# [DATA UNDER STUDY]
========================================
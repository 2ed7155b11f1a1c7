// SPDX-FileCopyrightText: 2026 Corvus Contributors
// SPDX-License-Identifier: MIT OR Apache-2.0

//! Connector traits implemented by the adapter crates.

pub mod embedding;
pub mod generation;
pub mod repository;
pub mod vector;

pub use embedding::EmbeddingModel;
pub use generation::{GenerationModel, GenerationStream};
pub use repository::{RegistrationRepository, UserRepository};
pub use vector::VectorStore;
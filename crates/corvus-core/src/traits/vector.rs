// SPDX-FileCopyrightText: 2026 Corvus Contributors
// SPDX-License-Identifier: MIT OR Apache-2.0

//! Vector database adapter trait.

use async_trait::async_trait;

use crate::error::CorvusError;
use crate::types::{ScoredPoint, VectorPoint};

/// Adapter over a vector database collection.
///
/// Shared between the index pipeline (writes) and the chat service
/// (nearest-neighbor reads); safe for concurrent use.
#[async_trait]
pub trait VectorStore: Send + Sync {
    /// Creates the collection if absent. Idempotent.
    async fn ensure_collection(&self) -> Result<(), CorvusError>;

    /// Bulk insert/replace of points in a single call.
    async fn upsert(&self, points: Vec<VectorPoint>) -> Result<(), CorvusError>;

    /// Top-`limit` nearest points to `vector`.
    async fn query(
        &self,
        vector: &[f32],
        limit: usize,
        with_payload: bool,
    ) -> Result<Vec<ScoredPoint>, CorvusError>;
}
// SPDX-FileCopyrightText: 2026 Corvus Contributors
// SPDX-License-Identifier: MIT OR Apache-2.0

//! Key-value store abstraction with atomic multi-command batches.
//!
//! The refresh-token store and the chat history store run over this seam
//! so production Redis and the in-memory test backend are interchangeable.
//! Batches built with [`KvPipeline`] execute all-or-nothing: a backend
//! without native pipelining must emulate with a lock held across the batch.

use std::time::Duration;

use async_trait::async_trait;

use crate::error::CorvusError;

/// A single operation inside a pipeline batch.
#[derive(Debug, Clone, PartialEq, Eq)]
pub enum KvOp {
    /// Set `key` to `value` with a time-to-live.
    SetEx {
        key: String,
        value: Vec<u8>,
        ttl: Duration,
    },
    /// Delete a key (no-op if absent).
    Del { key: String },
    /// Add a member to the set at `key`.
    SAdd { key: String, member: String },
    /// Remove a member from the set at `key` (no-op if absent).
    SRem { key: String, member: String },
    /// Reset the time-to-live of an existing key.
    Expire { key: String, ttl: Duration },
}

/// Ordered batch of operations executed atomically by [`KvStore::execute`].
#[derive(Debug, Default)]
pub struct KvPipeline {
    ops: Vec<KvOp>,
}

impl KvPipeline {
    pub fn new() -> Self {
        Self::default()
    }

    pub fn set_ex(mut self, key: impl Into<String>, value: Vec<u8>, ttl: Duration) -> Self {
        self.ops.push(KvOp::SetEx {
            key: key.into(),
            value,
            ttl,
        });
        self
    }

    pub fn del(mut self, key: impl Into<String>) -> Self {
        self.ops.push(KvOp::Del { key: key.into() });
        self
    }

    pub fn sadd(mut self, key: impl Into<String>, member: impl Into<String>) -> Self {
        self.ops.push(KvOp::SAdd {
            key: key.into(),
            member: member.into(),
        });
        self
    }

    pub fn srem(mut self, key: impl Into<String>, member: impl Into<String>) -> Self {
        self.ops.push(KvOp::SRem {
            key: key.into(),
            member: member.into(),
        });
        self
    }

    pub fn expire(mut self, key: impl Into<String>, ttl: Duration) -> Self {
        self.ops.push(KvOp::Expire { key: key.into(), ttl });
        self
    }

    pub fn is_empty(&self) -> bool {
        self.ops.is_empty()
    }

    pub fn into_ops(self) -> Vec<KvOp> {
        self.ops
    }
}

/// Shared key-value backend. All operations are safe for concurrent use.
#[async_trait]
pub trait KvStore: Send + Sync {
    /// Reads a plain value; `None` on miss.
    async fn get(&self, key: &str) -> Result<Option<Vec<u8>>, CorvusError>;

    /// Sets a plain value with a time-to-live.
    async fn set_ex(&self, key: &str, value: &[u8], ttl: Duration) -> Result<(), CorvusError>;

    /// Members of the set at `key`; empty when the set is absent.
    async fn smembers(&self, key: &str) -> Result<Vec<String>, CorvusError>;

    /// Cardinality of the set at `key`; 0 when absent.
    async fn scard(&self, key: &str) -> Result<u64, CorvusError>;

    /// Executes an ordered batch with all-or-nothing semantics.
    async fn execute(&self, ops: Vec<KvOp>) -> Result<(), CorvusError>;
}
========================================
# [YOUR TASK]
List all lines from the entries that include the word "live".

# [EXERCISE ANSWER]
    /// Set `key` to `value` with a time-to-live.
    /// Reset the time-to-live of an existing key.
    /// Sets a plain value with a time-to-live.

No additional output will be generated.